The Hope Cross. Credit: Dundee Heritage Trust.
The Hope Cross. Credit: Dundee Heritage Trust.

Hope Cross erected in memory of Sir Ernest Shackleton to travel 7,000 miles to Dundee

A memorial in memory of polar explorer Sir Ernest Shackleton will travel more than 7,000 miles from South Georgia to Dundee to commemorate the 150th anniversary of his birth. 

The wooden cross from Shackleton’s Hope Point memorial will soon be on display at Discovery Point where the Royal Research Ship (RRS) Discovery, which first carried the explorer to Antarctica in 1901, is kept.

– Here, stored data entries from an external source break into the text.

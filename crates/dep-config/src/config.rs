//! Scope configuration model and merging
//!
//! A `ScopeConfig` is the configuration active at one level of the scope
//! hierarchy (global -> manifest -> dep type -> package). Package rules may
//! override any option field, so the config is kept as an ordered JSON
//! object, with typed accessors for the fields the engine interprets itself.

use serde::{Deserialize, Serialize};
use serde_json::{Map, Value};

use crate::rule::PackageRule;
use crate::{Error, Result};

/// Fields that mark a manifest scope as part of a monorepo workspace
const MONOREPO_FLAGS: [&str; 3] = ["lerna", "workspaces", "workspaceDir"];

/// Configuration active at one scope level
///
/// Merging is shallow: a child field replaces the parent's field wholesale.
/// The one exception is `packageRules`, which concatenates so that narrower
/// scopes append to inherited rules instead of discarding them.
#[derive(Debug, Clone, Default, PartialEq, Serialize, Deserialize)]
#[serde(transparent)]
pub struct ScopeConfig(Map<String, Value>);

impl ScopeConfig {
    /// Create an empty config
    pub fn new() -> Self {
        Self(Map::new())
    }

    /// Parse a config from a JSON object string
    ///
    /// # Errors
    ///
    /// Returns an error if the content is not a JSON object.
    pub fn from_json_str(content: &str) -> Result<Self> {
        Ok(serde_json::from_str(content)?)
    }

    /// Get a raw field value by option name
    pub fn get(&self, key: &str) -> Option<&Value> {
        self.0.get(key)
    }

    /// Set a field, replacing any existing value
    pub fn insert(&mut self, key: impl Into<String>, value: Value) {
        self.0.insert(key.into(), value);
    }

    pub fn is_empty(&self) -> bool {
        self.0.is_empty()
    }

    /// Whether processing is enabled for this scope (default true)
    pub fn enabled(&self) -> bool {
        !matches!(self.0.get("enabled"), Some(Value::Bool(false)))
    }

    /// The dependency name, once a dependency has been merged in
    pub fn dep_name(&self) -> Option<&str> {
        self.get_str("depName")
    }

    /// The manifest file name driving extraction dispatch
    pub fn package_file(&self) -> Option<&str> {
        self.get_str("packageFile")
    }

    /// The manifest section being processed (e.g. `devDependencies`)
    pub fn dep_type(&self) -> Option<&str> {
        self.get_str("depType")
    }

    /// The repository this scope belongs to, for log correlation
    pub fn repository(&self) -> Option<&str> {
        self.get_str("repository")
    }

    /// The dependency's current version/range/tag, once merged in
    pub fn current_value(&self) -> Option<&str> {
        self.get_str("currentValue")
    }

    /// Dependency names dropped from the scope entirely
    pub fn ignore_deps(&self) -> Vec<&str> {
        self.string_list("ignoreDeps")
    }

    /// Workspace-internal package names, dropped when a monorepo flag is set
    pub fn monorepo_packages(&self) -> Vec<&str> {
        self.string_list("monorepoPackages")
    }

    /// True when any workspace/monorepo marker is set on this scope
    ///
    /// A flag counts as set when present and neither `null` nor `false`.
    pub fn has_monorepo_flags(&self) -> bool {
        MONOREPO_FLAGS.iter().any(|flag| {
            !matches!(
                self.0.get(*flag),
                None | Some(Value::Null) | Some(Value::Bool(false))
            )
        })
    }

    /// Parsed `packageRules` entries, declaration order preserved
    ///
    /// # Errors
    ///
    /// Returns `Error::InvalidRule` when the field is not an array or an
    /// entry is not an object.
    pub fn package_rules(&self) -> Result<Vec<PackageRule>> {
        let Some(value) = self.0.get("packageRules") else {
            return Ok(Vec::new());
        };
        let Some(entries) = value.as_array() else {
            return Err(Error::InvalidRule {
                index: 0,
                message: "packageRules must be an array".to_string(),
            });
        };
        entries
            .iter()
            .enumerate()
            .map(|(index, entry)| {
                if !entry.is_object() {
                    return Err(Error::InvalidRule {
                        index,
                        message: "package rule must be an object".to_string(),
                    });
                }
                serde_json::from_value(entry.clone()).map_err(Error::from)
            })
            .collect()
    }

    /// Merge a child config onto this one, producing a new config
    ///
    /// Every field present in the child replaces the parent's value; fields
    /// absent from the child are preserved. There is no deep merge of nested
    /// objects. `packageRules` arrays concatenate, parent rules first.
    pub fn merge_child(&self, child: &ScopeConfig) -> ScopeConfig {
        let mut merged = self.0.clone();
        for (key, value) in &child.0 {
            if key == "packageRules"
                && let (Some(Value::Array(parent_rules)), Value::Array(child_rules)) =
                    (merged.get(key), value)
            {
                let mut combined = parent_rules.clone();
                combined.extend(child_rules.iter().cloned());
                merged.insert(key.clone(), Value::Array(combined));
                continue;
            }
            merged.insert(key.clone(), value.clone());
        }
        ScopeConfig(merged)
    }

    /// Keep only the fields accepted by `keep`, producing a new config
    pub fn project<F>(&self, keep: F) -> ScopeConfig
    where
        F: Fn(&str) -> bool,
    {
        ScopeConfig(
            self.0
                .iter()
                .filter(|(key, _)| keep(key))
                .map(|(key, value)| (key.clone(), value.clone()))
                .collect(),
        )
    }

    /// Iterate over (field, value) pairs in insertion order
    pub fn iter(&self) -> impl Iterator<Item = (&String, &Value)> {
        self.0.iter()
    }

    fn get_str(&self, key: &str) -> Option<&str> {
        self.0.get(key).and_then(Value::as_str)
    }

    /// String entries of an array-valued field; missing field means empty
    fn string_list(&self, key: &str) -> Vec<&str> {
        self.0
            .get(key)
            .and_then(Value::as_array)
            .map(|entries| entries.iter().filter_map(Value::as_str).collect())
            .unwrap_or_default()
    }
}

impl From<Map<String, Value>> for ScopeConfig {
    fn from(fields: Map<String, Value>) -> Self {
        Self(fields)
    }
}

Born in Kilkea, in 1874, Shackleton is best known for leading three British expeditions to the Antarctic.

He died in January 1922, aged 47, after suffering a heart attack on board his expedition ship, the Quest, in South Georgia, a UK overseas territory in the southern Atlantic Ocean.

Crew members of the Shackleton-Rowett expedition erected a memorial at Hope Point, near to his final resting place in Grytviken Cemetery.

The Hope Cross was constructed at Grytviken whaling station, South Georgia, by crew members of the Quest as a monument to Sir Ernest Shackleton following his death in 1922.

The crew of Quest were unable to attend the funeral of their Expedition leader, having begun a journey south.

The building of the memorial cairn and Hope Cross allowed them to pay their respects and reflect, placing a signed group photograph between the rocks of the cairn.

Sir Ernest Shackleton. Credit: Dundee Heritage Trust

Crafted from wood salvaged from a nearby whaling station and set upon a stone cairn, the Cross stood on Hope Point for close to a century, before the decision was made in 2018, by the owners GSGSSI, to remove the Cross and replace it with a replica, to protect its poignant legacy.

The original cross – measuring almost three metres tall and weighing approximately 30kg – was loaded aboard the RRS Sir David Attenborough earlier this year to begin the 7,000-mile journey and is expected to arrive in Dundee in August, where a service will be held to commemorate its arrival at the home of the RRS Discovery.

The voyage is a collaboration between the Dundee Heritage Trust (DHT), the South Georgia Heritage Trust (SGHT), British Antarctic Survey (BAS), and the Government of South Georgia and the South Sandwich Islands (GSGSSI).

‘We’re pleased to welcome the Hope Cross to Dundee this year and display it to a UK audience for the first time,’ said Emma Halford-Forbes, Heritage & Exhibitions Director at Dundee Heritage Trust.

‘Our plan is to display the Hope Cross as part of this new gallery, to make it accessible to a wider audience and create a respectful and reflective opportunity to pause and remember not just Shackleton, but all past Antarctic explorers.’

The DHT is appealing to fundraise £10,000 for the care of the cross at Discovery Point.

‘This unique object embodies the spirit of exploration and endurance that has defined these islands since their discovery almost 300 years ago, through generations of whalers, adventurers, ecologists and conservationists that continue to push the frontiers of knowledge of the sub-polar regions to the present day,’ said Laura Willis, Chief Executive of Government of South Georgia & the South Sandwich Islands.

‘We hope that its display to a wider audience will inspire visitors, enthusiasts and future generations to contemplate and appreciate the enduring legacy of one of the world’s greatest explorers, as well as the indomitable strength of human spirit.’